__What the exercise asks__. From the line with "binding.generate(&prompt, &params).await" through the line with "filename orchestrator/tests/aggregation.rs", inclusive, return each line of the data below exactly and leave the rest out.
#####
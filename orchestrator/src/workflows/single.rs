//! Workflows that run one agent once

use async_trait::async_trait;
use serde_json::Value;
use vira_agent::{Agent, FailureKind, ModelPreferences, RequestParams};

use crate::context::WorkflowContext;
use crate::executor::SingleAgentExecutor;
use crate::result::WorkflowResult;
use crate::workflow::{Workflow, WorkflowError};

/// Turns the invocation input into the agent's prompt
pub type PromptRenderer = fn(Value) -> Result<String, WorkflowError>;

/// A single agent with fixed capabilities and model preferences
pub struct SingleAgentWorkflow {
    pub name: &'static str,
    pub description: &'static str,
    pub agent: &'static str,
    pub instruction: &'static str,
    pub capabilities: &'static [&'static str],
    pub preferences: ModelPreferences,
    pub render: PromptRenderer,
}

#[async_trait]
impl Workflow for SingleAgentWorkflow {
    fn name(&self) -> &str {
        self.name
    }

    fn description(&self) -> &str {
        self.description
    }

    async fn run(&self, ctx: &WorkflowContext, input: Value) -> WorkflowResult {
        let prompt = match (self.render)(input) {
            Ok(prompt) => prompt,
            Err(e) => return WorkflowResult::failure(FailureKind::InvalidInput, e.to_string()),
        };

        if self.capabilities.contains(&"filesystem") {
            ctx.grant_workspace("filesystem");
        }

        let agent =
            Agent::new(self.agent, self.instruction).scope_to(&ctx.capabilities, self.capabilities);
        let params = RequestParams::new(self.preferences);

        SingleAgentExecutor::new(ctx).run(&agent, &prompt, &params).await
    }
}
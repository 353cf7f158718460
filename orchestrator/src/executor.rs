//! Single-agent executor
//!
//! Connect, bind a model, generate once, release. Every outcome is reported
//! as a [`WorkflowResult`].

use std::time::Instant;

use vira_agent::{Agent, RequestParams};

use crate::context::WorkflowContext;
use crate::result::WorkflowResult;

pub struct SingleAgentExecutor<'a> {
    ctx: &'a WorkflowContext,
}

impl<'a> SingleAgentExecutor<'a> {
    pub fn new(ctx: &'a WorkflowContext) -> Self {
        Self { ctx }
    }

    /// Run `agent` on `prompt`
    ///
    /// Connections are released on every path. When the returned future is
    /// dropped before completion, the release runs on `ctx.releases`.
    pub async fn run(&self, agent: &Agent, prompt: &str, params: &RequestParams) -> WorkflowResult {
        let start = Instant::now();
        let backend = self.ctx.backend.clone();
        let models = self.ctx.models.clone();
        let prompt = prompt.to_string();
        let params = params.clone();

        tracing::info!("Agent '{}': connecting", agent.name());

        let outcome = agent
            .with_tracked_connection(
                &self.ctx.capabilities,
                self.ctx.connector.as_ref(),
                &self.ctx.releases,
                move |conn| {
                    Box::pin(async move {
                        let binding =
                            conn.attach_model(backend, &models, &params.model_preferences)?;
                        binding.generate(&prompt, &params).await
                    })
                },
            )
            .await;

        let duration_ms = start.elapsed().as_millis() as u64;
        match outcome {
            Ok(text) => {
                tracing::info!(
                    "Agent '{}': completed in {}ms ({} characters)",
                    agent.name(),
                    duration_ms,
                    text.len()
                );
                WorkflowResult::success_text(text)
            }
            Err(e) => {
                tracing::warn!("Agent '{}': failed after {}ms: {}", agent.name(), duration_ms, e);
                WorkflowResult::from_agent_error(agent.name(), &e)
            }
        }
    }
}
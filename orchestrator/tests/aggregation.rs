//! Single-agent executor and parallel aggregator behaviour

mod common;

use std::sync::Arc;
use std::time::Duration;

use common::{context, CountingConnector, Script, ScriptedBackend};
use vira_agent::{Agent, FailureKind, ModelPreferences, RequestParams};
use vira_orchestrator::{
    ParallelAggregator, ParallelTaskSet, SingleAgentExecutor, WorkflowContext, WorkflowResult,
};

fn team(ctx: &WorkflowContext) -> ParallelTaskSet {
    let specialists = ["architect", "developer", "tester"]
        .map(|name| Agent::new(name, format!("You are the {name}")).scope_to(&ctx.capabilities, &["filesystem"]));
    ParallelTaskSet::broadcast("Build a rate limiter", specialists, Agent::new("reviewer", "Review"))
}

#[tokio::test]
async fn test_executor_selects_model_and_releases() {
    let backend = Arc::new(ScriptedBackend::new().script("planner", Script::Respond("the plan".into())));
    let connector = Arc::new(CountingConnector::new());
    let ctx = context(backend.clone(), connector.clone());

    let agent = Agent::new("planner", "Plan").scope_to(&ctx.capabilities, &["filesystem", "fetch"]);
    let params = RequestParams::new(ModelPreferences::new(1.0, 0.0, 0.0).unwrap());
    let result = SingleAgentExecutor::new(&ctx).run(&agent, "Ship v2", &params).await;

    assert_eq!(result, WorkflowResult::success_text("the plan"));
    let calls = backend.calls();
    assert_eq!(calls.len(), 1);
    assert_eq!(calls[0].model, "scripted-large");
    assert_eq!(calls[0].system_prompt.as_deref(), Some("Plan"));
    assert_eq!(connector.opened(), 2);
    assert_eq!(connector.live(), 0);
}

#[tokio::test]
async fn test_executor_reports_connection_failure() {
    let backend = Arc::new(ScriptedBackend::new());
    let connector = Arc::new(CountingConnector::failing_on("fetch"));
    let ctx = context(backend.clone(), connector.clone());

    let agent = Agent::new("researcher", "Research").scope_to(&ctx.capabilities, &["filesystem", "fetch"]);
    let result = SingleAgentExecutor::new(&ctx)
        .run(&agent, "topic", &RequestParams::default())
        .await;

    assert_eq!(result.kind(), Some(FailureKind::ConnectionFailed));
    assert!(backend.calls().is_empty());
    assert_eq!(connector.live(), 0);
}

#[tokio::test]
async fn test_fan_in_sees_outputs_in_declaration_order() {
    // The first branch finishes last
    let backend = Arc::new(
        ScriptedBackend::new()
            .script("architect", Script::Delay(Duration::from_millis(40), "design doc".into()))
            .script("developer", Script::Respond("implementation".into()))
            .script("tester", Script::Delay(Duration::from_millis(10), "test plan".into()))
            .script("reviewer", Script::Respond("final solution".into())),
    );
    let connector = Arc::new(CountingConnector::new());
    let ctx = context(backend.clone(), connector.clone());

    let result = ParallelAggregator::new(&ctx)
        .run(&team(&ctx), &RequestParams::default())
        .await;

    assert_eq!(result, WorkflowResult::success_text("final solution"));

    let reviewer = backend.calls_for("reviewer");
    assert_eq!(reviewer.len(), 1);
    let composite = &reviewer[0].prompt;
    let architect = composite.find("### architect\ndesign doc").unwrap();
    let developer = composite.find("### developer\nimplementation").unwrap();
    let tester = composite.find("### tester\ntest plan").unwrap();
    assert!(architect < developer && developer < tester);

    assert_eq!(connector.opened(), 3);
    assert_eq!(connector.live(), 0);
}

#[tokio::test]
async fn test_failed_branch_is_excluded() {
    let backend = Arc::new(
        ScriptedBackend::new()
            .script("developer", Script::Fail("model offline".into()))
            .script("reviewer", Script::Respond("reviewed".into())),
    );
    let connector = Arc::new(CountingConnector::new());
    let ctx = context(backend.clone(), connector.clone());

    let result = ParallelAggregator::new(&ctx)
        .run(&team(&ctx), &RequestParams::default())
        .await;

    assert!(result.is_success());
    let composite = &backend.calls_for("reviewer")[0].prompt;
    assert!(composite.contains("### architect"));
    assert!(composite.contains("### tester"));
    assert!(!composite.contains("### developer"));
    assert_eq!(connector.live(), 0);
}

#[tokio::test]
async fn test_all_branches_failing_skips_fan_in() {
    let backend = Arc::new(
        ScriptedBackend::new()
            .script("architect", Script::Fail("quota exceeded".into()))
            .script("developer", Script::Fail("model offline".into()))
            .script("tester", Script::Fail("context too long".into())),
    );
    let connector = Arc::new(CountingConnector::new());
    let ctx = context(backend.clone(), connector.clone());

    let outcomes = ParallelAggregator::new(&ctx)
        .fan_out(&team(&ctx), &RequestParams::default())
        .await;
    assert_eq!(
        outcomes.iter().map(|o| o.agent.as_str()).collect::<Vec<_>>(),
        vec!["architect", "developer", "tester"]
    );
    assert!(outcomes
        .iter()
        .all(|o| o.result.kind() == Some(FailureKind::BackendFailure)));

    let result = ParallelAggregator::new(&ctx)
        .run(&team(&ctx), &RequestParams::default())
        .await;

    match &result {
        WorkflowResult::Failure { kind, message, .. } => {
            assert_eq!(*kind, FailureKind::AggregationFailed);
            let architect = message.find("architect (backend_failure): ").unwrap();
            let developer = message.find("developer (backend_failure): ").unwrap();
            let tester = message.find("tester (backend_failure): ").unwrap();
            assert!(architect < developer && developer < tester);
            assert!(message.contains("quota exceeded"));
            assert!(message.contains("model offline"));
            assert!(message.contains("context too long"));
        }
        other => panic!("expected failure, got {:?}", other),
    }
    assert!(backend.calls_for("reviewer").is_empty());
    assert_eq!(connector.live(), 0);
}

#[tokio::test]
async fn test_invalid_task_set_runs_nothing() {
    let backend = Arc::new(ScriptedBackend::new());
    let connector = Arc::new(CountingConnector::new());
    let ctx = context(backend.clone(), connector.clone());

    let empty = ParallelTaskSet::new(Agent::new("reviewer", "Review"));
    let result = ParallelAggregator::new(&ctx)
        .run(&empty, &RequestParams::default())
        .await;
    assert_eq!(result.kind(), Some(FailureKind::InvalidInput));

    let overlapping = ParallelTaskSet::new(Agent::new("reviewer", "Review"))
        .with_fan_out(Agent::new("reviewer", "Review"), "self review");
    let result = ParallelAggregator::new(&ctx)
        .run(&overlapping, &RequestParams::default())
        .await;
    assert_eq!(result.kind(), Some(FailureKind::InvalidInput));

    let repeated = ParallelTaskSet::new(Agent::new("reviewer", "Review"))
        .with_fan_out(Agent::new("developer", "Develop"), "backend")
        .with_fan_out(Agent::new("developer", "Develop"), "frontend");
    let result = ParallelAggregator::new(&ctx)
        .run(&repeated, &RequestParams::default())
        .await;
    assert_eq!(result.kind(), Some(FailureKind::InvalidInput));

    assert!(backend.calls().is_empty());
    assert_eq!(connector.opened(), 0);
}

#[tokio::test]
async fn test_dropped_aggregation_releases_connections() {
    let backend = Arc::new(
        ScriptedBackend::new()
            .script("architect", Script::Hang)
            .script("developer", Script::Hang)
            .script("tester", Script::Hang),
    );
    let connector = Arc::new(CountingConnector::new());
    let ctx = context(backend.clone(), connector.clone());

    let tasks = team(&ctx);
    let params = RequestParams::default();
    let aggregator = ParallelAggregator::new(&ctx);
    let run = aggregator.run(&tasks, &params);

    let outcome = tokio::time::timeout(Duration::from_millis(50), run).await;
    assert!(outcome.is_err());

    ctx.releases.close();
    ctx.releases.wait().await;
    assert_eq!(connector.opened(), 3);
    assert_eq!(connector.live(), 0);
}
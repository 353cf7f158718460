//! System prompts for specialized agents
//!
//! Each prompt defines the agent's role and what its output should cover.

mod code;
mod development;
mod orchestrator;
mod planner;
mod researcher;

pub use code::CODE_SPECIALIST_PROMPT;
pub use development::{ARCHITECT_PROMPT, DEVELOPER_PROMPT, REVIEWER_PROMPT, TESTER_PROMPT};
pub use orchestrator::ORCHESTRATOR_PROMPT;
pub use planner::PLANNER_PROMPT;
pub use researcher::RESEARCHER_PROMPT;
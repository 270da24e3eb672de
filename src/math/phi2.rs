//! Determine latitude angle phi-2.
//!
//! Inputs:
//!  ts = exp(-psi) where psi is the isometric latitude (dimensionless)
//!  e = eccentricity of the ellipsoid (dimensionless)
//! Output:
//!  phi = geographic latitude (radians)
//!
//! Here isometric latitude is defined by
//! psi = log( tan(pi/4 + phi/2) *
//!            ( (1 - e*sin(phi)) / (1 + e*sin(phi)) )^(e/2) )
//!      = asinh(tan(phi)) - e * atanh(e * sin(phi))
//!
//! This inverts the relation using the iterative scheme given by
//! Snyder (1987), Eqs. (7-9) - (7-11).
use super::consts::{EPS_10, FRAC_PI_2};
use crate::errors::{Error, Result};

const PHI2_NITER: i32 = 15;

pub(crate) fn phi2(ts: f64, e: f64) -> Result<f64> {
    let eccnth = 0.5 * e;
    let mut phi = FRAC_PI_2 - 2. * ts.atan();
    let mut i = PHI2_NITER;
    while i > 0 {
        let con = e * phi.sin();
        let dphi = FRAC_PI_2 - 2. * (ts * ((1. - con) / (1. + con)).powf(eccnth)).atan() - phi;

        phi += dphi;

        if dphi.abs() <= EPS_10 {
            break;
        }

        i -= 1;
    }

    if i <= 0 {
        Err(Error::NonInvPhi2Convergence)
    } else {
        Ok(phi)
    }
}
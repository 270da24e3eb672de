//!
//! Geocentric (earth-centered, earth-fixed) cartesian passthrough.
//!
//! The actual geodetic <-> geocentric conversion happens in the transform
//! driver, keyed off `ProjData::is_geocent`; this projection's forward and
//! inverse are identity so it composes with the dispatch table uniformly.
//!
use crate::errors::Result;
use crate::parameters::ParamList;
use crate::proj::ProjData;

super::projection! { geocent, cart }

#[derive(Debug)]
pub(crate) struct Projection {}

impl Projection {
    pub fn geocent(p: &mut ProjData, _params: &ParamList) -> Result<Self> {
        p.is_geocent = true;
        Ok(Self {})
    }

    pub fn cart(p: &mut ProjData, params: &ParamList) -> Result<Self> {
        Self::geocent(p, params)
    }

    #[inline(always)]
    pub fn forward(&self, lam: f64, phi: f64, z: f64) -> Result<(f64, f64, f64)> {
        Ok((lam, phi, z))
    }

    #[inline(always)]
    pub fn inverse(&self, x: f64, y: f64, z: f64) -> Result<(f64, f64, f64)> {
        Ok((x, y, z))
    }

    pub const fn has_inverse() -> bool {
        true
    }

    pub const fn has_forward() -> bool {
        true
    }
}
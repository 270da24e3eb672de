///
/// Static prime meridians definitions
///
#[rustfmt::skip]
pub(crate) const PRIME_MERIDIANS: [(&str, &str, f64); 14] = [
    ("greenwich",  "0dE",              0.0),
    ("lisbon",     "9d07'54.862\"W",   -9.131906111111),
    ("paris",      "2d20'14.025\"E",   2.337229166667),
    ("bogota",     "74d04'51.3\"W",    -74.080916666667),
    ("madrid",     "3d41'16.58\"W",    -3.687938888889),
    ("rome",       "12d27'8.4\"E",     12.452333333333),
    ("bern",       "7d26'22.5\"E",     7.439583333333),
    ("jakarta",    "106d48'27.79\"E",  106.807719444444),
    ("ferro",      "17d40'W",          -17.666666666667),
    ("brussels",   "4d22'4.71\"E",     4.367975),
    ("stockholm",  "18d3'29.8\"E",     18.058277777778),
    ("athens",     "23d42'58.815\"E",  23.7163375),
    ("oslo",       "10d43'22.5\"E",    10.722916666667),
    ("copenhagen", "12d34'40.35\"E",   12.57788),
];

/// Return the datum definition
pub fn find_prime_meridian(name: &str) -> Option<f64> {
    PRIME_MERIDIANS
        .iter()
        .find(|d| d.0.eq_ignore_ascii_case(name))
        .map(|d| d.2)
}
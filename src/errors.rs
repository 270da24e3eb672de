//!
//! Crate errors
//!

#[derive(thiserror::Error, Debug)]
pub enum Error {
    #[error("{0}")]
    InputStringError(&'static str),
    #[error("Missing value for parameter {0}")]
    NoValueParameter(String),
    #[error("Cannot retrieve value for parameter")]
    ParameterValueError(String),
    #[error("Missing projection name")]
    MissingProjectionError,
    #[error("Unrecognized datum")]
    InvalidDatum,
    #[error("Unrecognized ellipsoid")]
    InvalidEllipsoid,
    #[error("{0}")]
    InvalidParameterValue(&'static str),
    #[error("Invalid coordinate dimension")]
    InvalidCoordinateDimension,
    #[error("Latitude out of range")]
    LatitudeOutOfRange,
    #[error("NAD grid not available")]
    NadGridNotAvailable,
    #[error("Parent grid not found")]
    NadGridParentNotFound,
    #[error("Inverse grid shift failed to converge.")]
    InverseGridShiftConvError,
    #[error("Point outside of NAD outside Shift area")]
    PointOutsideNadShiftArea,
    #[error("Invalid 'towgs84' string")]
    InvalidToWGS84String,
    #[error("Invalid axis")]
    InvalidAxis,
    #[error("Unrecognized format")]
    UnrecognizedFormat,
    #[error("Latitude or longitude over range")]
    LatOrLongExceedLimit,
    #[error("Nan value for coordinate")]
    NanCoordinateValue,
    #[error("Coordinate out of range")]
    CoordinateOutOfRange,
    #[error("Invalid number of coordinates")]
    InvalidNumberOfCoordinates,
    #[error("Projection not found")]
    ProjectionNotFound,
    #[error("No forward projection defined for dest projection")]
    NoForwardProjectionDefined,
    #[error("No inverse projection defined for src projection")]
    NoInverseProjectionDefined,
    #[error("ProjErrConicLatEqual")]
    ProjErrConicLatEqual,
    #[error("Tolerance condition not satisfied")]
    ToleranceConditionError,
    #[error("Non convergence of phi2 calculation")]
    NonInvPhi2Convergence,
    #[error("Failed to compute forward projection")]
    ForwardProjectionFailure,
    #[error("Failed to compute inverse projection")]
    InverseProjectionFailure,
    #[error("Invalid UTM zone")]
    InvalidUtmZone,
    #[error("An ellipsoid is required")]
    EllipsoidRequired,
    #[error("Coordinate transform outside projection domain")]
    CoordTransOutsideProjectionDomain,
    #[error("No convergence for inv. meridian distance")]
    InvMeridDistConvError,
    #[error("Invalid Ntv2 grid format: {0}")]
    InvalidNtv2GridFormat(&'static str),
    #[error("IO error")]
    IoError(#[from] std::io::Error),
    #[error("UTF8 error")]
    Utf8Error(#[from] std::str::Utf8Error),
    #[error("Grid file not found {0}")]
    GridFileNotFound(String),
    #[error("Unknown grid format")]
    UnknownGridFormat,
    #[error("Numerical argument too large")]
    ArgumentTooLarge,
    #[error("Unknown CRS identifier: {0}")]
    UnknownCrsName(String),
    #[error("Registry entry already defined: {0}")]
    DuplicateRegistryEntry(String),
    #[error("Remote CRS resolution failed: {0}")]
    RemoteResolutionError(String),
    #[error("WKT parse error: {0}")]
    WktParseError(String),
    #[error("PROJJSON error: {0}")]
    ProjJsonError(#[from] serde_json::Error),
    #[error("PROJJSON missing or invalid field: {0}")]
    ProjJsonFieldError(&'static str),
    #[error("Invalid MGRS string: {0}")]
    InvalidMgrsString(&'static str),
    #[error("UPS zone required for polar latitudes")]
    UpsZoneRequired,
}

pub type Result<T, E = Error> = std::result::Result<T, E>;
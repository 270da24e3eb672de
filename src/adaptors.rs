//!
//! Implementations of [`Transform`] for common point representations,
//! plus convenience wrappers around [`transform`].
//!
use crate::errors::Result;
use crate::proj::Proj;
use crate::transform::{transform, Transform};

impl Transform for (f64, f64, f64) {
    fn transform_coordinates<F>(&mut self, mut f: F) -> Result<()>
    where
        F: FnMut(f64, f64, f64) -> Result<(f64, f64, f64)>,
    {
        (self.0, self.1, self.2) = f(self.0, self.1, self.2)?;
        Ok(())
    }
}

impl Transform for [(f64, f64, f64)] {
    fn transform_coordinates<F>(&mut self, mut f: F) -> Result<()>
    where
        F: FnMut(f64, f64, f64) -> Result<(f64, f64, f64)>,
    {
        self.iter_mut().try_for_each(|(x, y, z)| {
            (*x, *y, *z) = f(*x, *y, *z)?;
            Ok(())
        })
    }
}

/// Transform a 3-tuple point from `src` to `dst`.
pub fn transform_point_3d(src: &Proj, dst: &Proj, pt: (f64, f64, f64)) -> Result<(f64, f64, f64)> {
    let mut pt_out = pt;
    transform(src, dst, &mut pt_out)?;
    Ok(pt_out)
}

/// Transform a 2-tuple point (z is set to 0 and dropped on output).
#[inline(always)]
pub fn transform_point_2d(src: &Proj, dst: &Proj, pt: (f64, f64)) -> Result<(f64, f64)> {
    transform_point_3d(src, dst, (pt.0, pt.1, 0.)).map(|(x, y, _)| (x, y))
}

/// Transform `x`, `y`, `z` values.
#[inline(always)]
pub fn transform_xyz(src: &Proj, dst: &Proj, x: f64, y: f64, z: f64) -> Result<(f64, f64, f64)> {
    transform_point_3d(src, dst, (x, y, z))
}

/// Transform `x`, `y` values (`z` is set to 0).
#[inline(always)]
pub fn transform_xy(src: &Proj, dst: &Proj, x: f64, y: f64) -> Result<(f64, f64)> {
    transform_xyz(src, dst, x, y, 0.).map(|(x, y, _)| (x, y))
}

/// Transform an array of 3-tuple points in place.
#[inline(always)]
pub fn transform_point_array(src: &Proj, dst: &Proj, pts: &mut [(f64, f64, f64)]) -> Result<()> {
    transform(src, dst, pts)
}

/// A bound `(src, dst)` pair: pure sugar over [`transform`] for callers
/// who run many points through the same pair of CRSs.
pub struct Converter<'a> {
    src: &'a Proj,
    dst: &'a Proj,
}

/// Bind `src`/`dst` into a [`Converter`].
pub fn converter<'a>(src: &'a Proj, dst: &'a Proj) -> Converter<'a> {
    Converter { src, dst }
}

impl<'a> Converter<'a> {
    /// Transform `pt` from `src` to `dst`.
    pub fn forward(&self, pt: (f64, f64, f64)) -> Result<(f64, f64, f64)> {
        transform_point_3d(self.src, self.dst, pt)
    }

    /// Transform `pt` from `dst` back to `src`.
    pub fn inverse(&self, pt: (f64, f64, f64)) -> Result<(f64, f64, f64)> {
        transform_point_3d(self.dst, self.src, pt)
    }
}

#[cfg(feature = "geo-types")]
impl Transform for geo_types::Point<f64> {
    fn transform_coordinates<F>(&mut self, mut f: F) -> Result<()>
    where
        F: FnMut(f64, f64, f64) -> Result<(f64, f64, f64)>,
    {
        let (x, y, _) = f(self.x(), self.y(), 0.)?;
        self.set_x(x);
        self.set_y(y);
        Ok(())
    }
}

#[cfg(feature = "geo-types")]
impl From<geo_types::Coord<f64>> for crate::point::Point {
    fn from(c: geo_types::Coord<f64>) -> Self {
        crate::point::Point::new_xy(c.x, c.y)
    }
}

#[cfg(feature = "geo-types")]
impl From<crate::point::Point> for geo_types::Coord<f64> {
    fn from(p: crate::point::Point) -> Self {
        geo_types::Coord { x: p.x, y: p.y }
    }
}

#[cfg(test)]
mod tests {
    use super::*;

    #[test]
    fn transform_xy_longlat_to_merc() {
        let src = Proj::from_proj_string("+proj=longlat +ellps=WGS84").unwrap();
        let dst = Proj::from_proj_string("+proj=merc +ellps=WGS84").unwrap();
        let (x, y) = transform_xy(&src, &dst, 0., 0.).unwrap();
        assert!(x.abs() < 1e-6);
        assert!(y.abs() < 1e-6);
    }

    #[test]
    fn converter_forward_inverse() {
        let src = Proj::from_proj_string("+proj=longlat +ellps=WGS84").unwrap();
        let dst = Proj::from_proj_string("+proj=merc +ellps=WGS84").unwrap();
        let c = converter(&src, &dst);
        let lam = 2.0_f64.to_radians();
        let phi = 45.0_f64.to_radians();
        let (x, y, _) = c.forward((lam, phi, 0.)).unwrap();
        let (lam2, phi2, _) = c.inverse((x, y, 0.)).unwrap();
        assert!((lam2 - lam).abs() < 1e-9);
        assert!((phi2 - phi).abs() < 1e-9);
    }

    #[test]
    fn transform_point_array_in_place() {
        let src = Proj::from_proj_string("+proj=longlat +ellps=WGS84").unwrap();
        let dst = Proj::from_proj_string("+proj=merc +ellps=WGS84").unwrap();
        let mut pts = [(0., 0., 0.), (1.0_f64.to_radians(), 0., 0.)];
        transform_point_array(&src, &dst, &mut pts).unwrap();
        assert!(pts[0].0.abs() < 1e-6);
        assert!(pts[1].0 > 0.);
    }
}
#####
__Output__.
                        binding.generate(&prompt, &params).await
                    })
                },
            )
            .await;

        let duration_ms = start.elapsed().as_millis() as u64;
        match outcome {
            Ok(text) => {
                tracing::info!(
                    "Agent '{}': completed in {}ms ({} characters)",
                    agent.name(),
                    duration_ms,
                    text.len()
                );
                WorkflowResult::success_text(text)
            }
            Err(e) => {
                tracing::warn!("Agent '{}': failed after {}ms: {}", agent.name(), duration_ms, e);
                WorkflowResult::from_agent_error(agent.name(), &e)
            }
        }
    }
}
filename orchestrator/tests/aggregation.rs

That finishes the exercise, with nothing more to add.